Sanduhren

Die Sanduhr wurde als einfacher Zeitmesser Ende des 13. Jahrhunderts oder Anfang des 14. Jahrhundert verwendet. Diese Art von Uhren bestehen aus zwei Glaskolben, welche durch ein dünnes Glasröhrchen miteinander verbunden sind. Mit Sand ist einer der beiden Kolben gefüllt. Feingemahlene Eierschalen anstatt von Sand wurden im Mittelalter verwendet. Der Fluss dieser war gleichmäßiger, wodurch der Begriff der Eieruhr entstand. Eine Kunst ist die Wahl des richtigen Sandes. Die Uhr könnte bei grobem Sand zum stehen kommen, wenn sich aufgrund der Grobkörnigkeit einzelne Körnchen beim Rieseln durch die Engstelle verklemmen. Ist der Sand zu fein, ist er anfälliger gegen die relative Luftfeuchtigkeit innerhalb des Glasbehälters. Auch dadurch kann die Rieselgeschwindigkeit stark beeinflusst werden.
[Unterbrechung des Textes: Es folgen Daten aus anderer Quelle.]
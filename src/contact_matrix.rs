use serde_derive::{Deserialize, Serialize};

use crate::agent::StrataId;
use crate::error::SimError;

/// Expected contact rate between every ordered pair of strata.
///
/// Row `i` holds the rates seen by a susceptible agent of strata `i`; column `j`
/// is the strata of the infected neighbor. The matrix may be asymmetric and is
/// immutable once built.
#[derive(Debug, Clone, PartialEq, Serialize, Deserialize)]
#[serde(try_from = "Vec<Vec<f64>>", into = "Vec<Vec<f64>>")]
pub struct ContactMatrix {
    size: usize,
    rates: Vec<f64>,
}

impl ContactMatrix {
    /// Builds a matrix from its rows.
    ///
    /// # Errors
    ///
    /// `SimError::ConfigurationError` if the rows do not form a square matrix or
    /// any rate is negative or not finite.
    pub fn new(rows: Vec<Vec<f64>>) -> Result<Self, SimError> {
        let size = rows.len();
        let mut rates = Vec::with_capacity(size * size);
        for (i, row) in rows.into_iter().enumerate() {
            if row.len() != size {
                return Err(SimError::ConfigurationError(format!(
                    "contact matrix row {i} has {} entries, expected {size}",
                    row.len()
                )));
            }
            rates.extend(row);
        }
        let matrix = ContactMatrix { size, rates };
        matrix.validate()?;
        Ok(matrix)
    }

    /// A matrix with the same rate for every pair. The rate is checked by
    /// [`ContactMatrix::validate`].
    #[must_use]
    pub fn uniform(size: usize, rate: f64) -> Self {
        ContactMatrix {
            size,
            rates: vec![rate; size * size],
        }
    }

    /// Checks that every rate is finite and non-negative.
    ///
    /// # Errors
    ///
    /// `SimError::ConfigurationError` naming the first offending entry.
    pub fn validate(&self) -> Result<(), SimError> {
        for (index, rate) in self.rates.iter().enumerate() {
            if !rate.is_finite() || *rate < 0.0 {
                return Err(SimError::ConfigurationError(format!(
                    "contact rate [{}][{}] = {rate} must be finite and non-negative",
                    index / self.size,
                    index % self.size
                )));
            }
        }
        Ok(())
    }

    /// Number of strata the matrix covers.
    #[must_use]
    pub fn size(&self) -> usize {
        self.size
    }

    /// The contact rate a susceptible of strata `susceptible` has with an infected
    /// neighbor of strata `infected`.
    ///
    /// # Panics
    ///
    /// Panics if either strata is out of range; parameters are validated against
    /// the strata count before any lookup happens.
    #[must_use]
    pub fn rate(&self, susceptible: StrataId, infected: StrataId) -> f64 {
        assert!(
            susceptible.0 < self.size && infected.0 < self.size,
            "strata out of range for a {0}x{0} contact matrix",
            self.size
        );
        self.rates[susceptible.0 * self.size + infected.0]
    }

    #[must_use]
    pub fn rows(&self) -> Vec<Vec<f64>> {
        if self.size == 0 {
            return Vec::new();
        }
        self.rates.chunks(self.size).map(<[f64]>::to_vec).collect()
    }
}

impl<const N: usize> From<[[f64; N]; N]> for ContactMatrix {
    fn from(rows: [[f64; N]; N]) -> Self {
        ContactMatrix {
            size: N,
            rates: rows.iter().flatten().copied().collect(),
        }
    }
}

impl TryFrom<Vec<Vec<f64>>> for ContactMatrix {
    type Error = SimError;

    fn try_from(rows: Vec<Vec<f64>>) -> Result<Self, Self::Error> {
        ContactMatrix::new(rows)
    }
}

impl From<ContactMatrix> for Vec<Vec<f64>> {
    fn from(matrix: ContactMatrix) -> Self {
        matrix.rows()
    }
}
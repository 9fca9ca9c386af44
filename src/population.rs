//! Agents and obstacles, and the seeding that creates them.
//!
//! Seeding runs once at initialization. Obstacles are placed first at their configured cells.
//! Then, strata by strata, a vaccinated subset is drawn without replacement, the initially
//! infected are drawn from the unvaccinated remainder, and every agent is put on a random
//! empty cell.
use log::{debug, info};
use rand::seq::index;
use rand::Rng;

use crate::agent::{Agent, AgentId, HealthState, StrataId};
use crate::context::Context;
use crate::error::SimError;
use crate::grid::{set_grid, ContextGridExt, Grid, Position};
use crate::obstacle::{Obstacle, ObstacleId};
use crate::occupant::Occupant;
use crate::parameters::{ContextParametersExt, InitialInfections, Parameters};
use crate::random::ContextRandomExt;
use crate::{define_data_plugin, define_rng};

define_rng!(PlacementRng);
define_rng!(SeedingRng);

#[derive(Default)]
struct PopulationData {
    agents: Vec<Agent>,
    obstacles: Vec<Obstacle>,
}

define_data_plugin!(PopulationPlugin, PopulationData, PopulationData::default());

pub trait ContextPopulationExt {
    /// # Errors
    ///
    /// Fails if no agent has the given id.
    fn get_agent(&self, agent_id: AgentId) -> Result<&Agent, SimError>;

    /// Every agent ever created, dead ones included, indexed by `AgentId`.
    fn get_agents(&self) -> &[Agent];

    fn get_obstacles(&self) -> &[Obstacle];

    /// Number of agents created at seeding. Deaths do not change it.
    fn get_population_size(&self) -> usize;

    /// Agents currently in `state`.
    fn query_agents(&self, state: HealthState) -> Vec<AgentId>;

    /// The occupants still on the grid, in row-major cell order.
    ///
    /// # Errors
    ///
    /// Fails if the grid has not been initialized.
    fn live_occupants(&self) -> Result<Vec<Occupant>, SimError>;
}

impl ContextPopulationExt for Context {
    fn get_agent(&self, agent_id: AgentId) -> Result<&Agent, SimError> {
        self.get_agents()
            .get(agent_id.0)
            .ok_or_else(|| SimError::from(format!("{agent_id:?} does not exist")))
    }

    fn get_agents(&self) -> &[Agent] {
        self.get_data_container(PopulationPlugin)
            .map(|data| data.agents.as_slice())
            .unwrap_or_default()
    }

    fn get_obstacles(&self) -> &[Obstacle] {
        self.get_data_container(PopulationPlugin)
            .map(|data| data.obstacles.as_slice())
            .unwrap_or_default()
    }

    fn get_population_size(&self) -> usize {
        self.get_agents().len()
    }

    fn query_agents(&self, state: HealthState) -> Vec<AgentId> {
        self.get_agents()
            .iter()
            .filter(|agent| agent.state() == state)
            .map(Agent::id)
            .collect()
    }

    fn live_occupants(&self) -> Result<Vec<Occupant>, SimError> {
        Ok(self
            .get_grid()?
            .occupants()
            .map(|(_, occupant)| occupant)
            .collect())
    }
}

pub(crate) fn agent_mut(context: &mut Context, agent_id: AgentId) -> Result<&mut Agent, SimError> {
    context
        .get_data_container_mut(PopulationPlugin)
        .agents
        .get_mut(agent_id.0)
        .ok_or_else(|| SimError::from(format!("{agent_id:?} does not exist")))
}

/// Picks `count` of the `candidates` without replacement.
fn choose(
    context: &Context,
    candidates: &[AgentId],
    count: usize,
) -> Result<Vec<AgentId>, SimError> {
    if count > candidates.len() {
        return Err(SimError::ConfigurationError(format!(
            "cannot choose {count} agents from a pool of {}",
            candidates.len()
        )));
    }
    let chosen = context.sample(SeedingRng, |rng| {
        index::sample(rng, candidates.len(), count).into_vec()
    })?;
    Ok(chosen.into_iter().map(|i| candidates[i]).collect())
}

/// Draws random cells until one is empty, giving up after `max_attempts` draws.
fn random_empty_cell(
    context: &Context,
    grid: &Grid,
    max_attempts: usize,
) -> Result<Option<Position>, SimError> {
    for _ in 0..max_attempts {
        let position = context.sample(PlacementRng, |rng| {
            Position::new(
                rng.random_range(0..grid.width()),
                rng.random_range(0..grid.height()),
            )
        })?;
        if grid.is_empty(position) {
            return Ok(Some(position));
        }
    }
    Ok(None)
}

/// Creates the grid, the obstacles and the agents described by the stored parameters.
///
/// # Errors
///
/// `SimError::CapacityError` if an agent cannot be placed within the configured number of
/// attempts, or a `SimError::ConfigurationError` if the parameters are inconsistent.
pub(crate) fn seed_population(context: &mut Context) -> Result<(), SimError> {
    let parameters = context.get_parameters()?.clone();
    let mut grid = Grid::new(parameters.grid_width, parameters.grid_height);

    let mut obstacles = Vec::with_capacity(parameters.obstacles.len());
    for (i, position) in parameters.obstacles.iter().enumerate() {
        let obstacle = Obstacle {
            id: ObstacleId(i),
            position: *position,
        };
        grid.place(Occupant::Obstacle(obstacle.id), obstacle.position)?;
        obstacles.push(obstacle);
    }

    let mut agents = create_agents(context, &parameters)?;

    for agent in &mut agents {
        let position = random_empty_cell(context, &grid, parameters.max_placement_attempts)?
            .ok_or_else(|| {
                SimError::CapacityError(format!(
                    "no empty cell found for {:?} after {} attempts",
                    agent.id, parameters.max_placement_attempts
                ))
            })?;
        grid.place(Occupant::Agent(agent.id), position)?;
        agent.position = position;
    }

    info!(
        "seeded {} agents and {} obstacles on a {}x{} grid",
        agents.len(),
        obstacles.len(),
        grid.width(),
        grid.height()
    );

    set_grid(context, grid);
    let data = context.get_data_container_mut(PopulationPlugin);
    data.agents = agents;
    data.obstacles = obstacles;
    Ok(())
}

/// Builds every agent with its strata, vaccination flag and initial infection.
fn create_agents(context: &Context, parameters: &Parameters) -> Result<Vec<Agent>, SimError> {
    let mut agents: Vec<Agent> = Vec::with_capacity(parameters.population_size());
    let mut unvaccinated_by_strata = Vec::with_capacity(parameters.strata.len());

    for (strata_index, strata) in parameters.strata.iter().enumerate() {
        let first = agents.len();
        let members: Vec<AgentId> = (first..first + strata.population).map(AgentId).collect();
        for agent_id in &members {
            agents.push(Agent::new(
                *agent_id,
                StrataId(strata_index),
                Position::new(0, 0),
                false,
            ));
        }

        for agent_id in choose(context, &members, strata.vaccinated)? {
            agents[agent_id.0].vaccinated = true;
        }
        let unvaccinated: Vec<AgentId> = members
            .into_iter()
            .filter(|agent_id| !agents[agent_id.0].vaccinated)
            .collect();

        if let InitialInfections::PerStrata(counts) = &parameters.initial_infected {
            let count = counts.get(strata_index).copied().unwrap_or(0);
            for agent_id in choose(context, &unvaccinated, count)? {
                agents[agent_id.0].infect(parameters.infection_period);
            }
        }
        debug!(
            "strata '{}': {} agents, {} vaccinated",
            strata.name, strata.population, strata.vaccinated
        );
        unvaccinated_by_strata.push(unvaccinated);
    }

    if let InitialInfections::Total(count) = parameters.initial_infected {
        let pool: Vec<AgentId> = unvaccinated_by_strata.into_iter().flatten().collect();
        for agent_id in choose(context, &pool, count)? {
            agents[agent_id.0].infect(parameters.infection_period);
        }
    }

    Ok(agents)
}

/// Puts agents `0..positions.len()` on the given cells, in order.
#[cfg(test)]
pub(crate) fn arrange_agents(context: &mut Context, positions: &[Position]) {
    let grid = crate::grid::grid_mut(context).unwrap();
    for i in 0..positions.len() {
        grid.remove(Occupant::Agent(AgentId(i))).unwrap();
    }
    for (i, position) in positions.iter().enumerate() {
        grid.place(Occupant::Agent(AgentId(i)), *position).unwrap();
    }
    for (i, position) in positions.iter().enumerate() {
        agent_mut(context, AgentId(i)).unwrap().position = *position;
    }
}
Am Tag oder im Sonnenlicht zeigt diese Uhr dann eine andere Zeit an. Metallhaltige Stäube werden gern für den Zweck der Sanduhr genommen. Aber auch bei ihnen muss sicher sein, dass sie weder korrodieren noch verklumpen.

In eine Halterung eingebracht sind die beiden Kolben, wodurch sie auf eine waagerechte Unterlage gestellt werden können und sich die beiden Kolben somit genau senkrecht übereinander befinden. Ist der mit Sand gefüllte Kolben oben platziert, läuft der Sand dann aufgrund der Schwerkaft von oben nach unten durch die enge Verbindungsstelle. Festgelegt ist die Menge des Sandes auf einen genau abgestimmten Zeitraum der Uhr wie zum Beispiel 1 Stunde, das so genannte Stundenglas, sowie 5 Minuten die Eieruhr. Die Zeit kann aufgrund der Menge justiert werden.

Auch für Ärzte, um den Puls zu messen, gibt es solche Arten von Uhren. Diese sehen ähnlich aus wie ein Füllfederhalter und laufen exakt 15 Sekunden. Sanduhren gibt es auch für Kinder im Bereich der Zahnpflege. Die so genannten Telefonkontaktsanduhren eroberten in den 80er Jahren den Markt. Dies diente dem eingeführten Takt des Ortstarifes von 8 Minuten. Für Saunen wurden die Saunasanduhren erfunden, mit einer Laufzeit von 15 Minuten und einer 5 Minuten Einteilung.

Das klassische Maß sind die 30 Minuten bei diesen Uhren und dienten den Seeleuten als Maß des Zeitglases. Die übliche Dauer einer Wache betrug vier Stunden, acht Glas. Nach jeweils der vergangenen halben Stunde wurde die Schiffsglocke einmal geschlagen. Zur vollen Stunde dann zweimal. Vier Doppelschläge zeigten 8 Glasen an und so kam es dann zur Wachablösung.

Bei der Seefahrt war die Sanduhr neben dem Chronometer ein wichtiges Instrument. Alte Sanduhren können auch schon mal vorgehen und statt 30 Minuten nur 27 Minuten laufen.
Dies liegt am Abschleifen der Taille im Laufe der Zeit. Als Läufe wurden die kleineren Sanduhren auf Schiffen bezeichnet. Über ihre Laufzeit sagt die Größe der Sanduhr nicht unbedingt etwas aus. Für Sanduhren für mehrere Wochen benötigt diese dann aber schon eine bestimmte Größe. Casio Uhren sind als solche Uhren nicht erhältlich.